Whoever's behind Miniature Space has been steadily publishing bonsai cooking videos for about two months, racking up five- and six-figure view counts on each of 26 total clips. He or she creates a dish that appear to be fully edible—the yakitori is made from real chicken; the sushi from real fish—with ingredients and utensils that are super small and cute as hell. "Welcome to miniature space channel," reads the channel's description, Google-translated from Japanese. "You have made a small miniature of cuisine you can eat."
Miniature Space makes miniature shrimp tempura.
And an adorable stack of quarter-sized pancakes.

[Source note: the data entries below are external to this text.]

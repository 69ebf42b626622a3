pub const TICK_RATE: u32 = 60;
pub const DEFAULT_TICK_LIMIT: u64 = TICK_RATE as u64 * 60 * 3;

pub const TILE_SIZE: f32 = 25.0;
pub const LEVEL_W: i32 = 32;
pub const LEVEL_H: i32 = 18;

pub const PLAYER_SIZE: f32 = 18.0;
pub const PLAYER_SPEED: f32 = 3.0;

pub const DOT_SPEED: f32 = 3.6;
pub const MAX_DOTS: usize = 10;

pub const MIN_MOTION: f32 = 1.0;
pub const STUCK_PATIENCE_FRAMES: u32 = 10;
pub const BASE_RANDOM_CHANCE: f32 = 0.1;
pub const STUCK_RANDOM_CHANCE: f32 = 0.5;
pub const PANIC_DISTANCE: f32 = 200.0;

pub const LOOKAHEAD_DEPTH: u32 = 2;
pub const MAX_LOOKAHEAD_DEPTH: u32 = 3;
pub const LOOKAHEAD_RADIUS: f32 = 20.0;
pub const MAX_LOOKAHEAD_RADIUS: f32 = TILE_SIZE * 8.0;
pub const PLAYER_DISTANCE_WEIGHT: f32 = 0.1;
pub const SPACING_WEIGHT: f32 = 0.7;

pub const SPAWN_MIN_DISTANCE_CELLS: f32 = 4.0;
pub const SPAWN_MAX_ATTEMPTS: u32 = 4_096;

Miniature Space makes sushi.
And pipsqueak french fries.
Tiny-ass Mentos in tiny-ass coke.
And the tiny-ass utensils used to cook it all.
Where are Miniature Space's thousands of fans coming from? Trawling the YouTube comments shows that many of them are simply connoisseurs of tininess—"Oh my god I absolutely LOOOVVE miniature stuff. Subscribed!!!!" reads one—or fans of the Japanese kawaii aesthetic.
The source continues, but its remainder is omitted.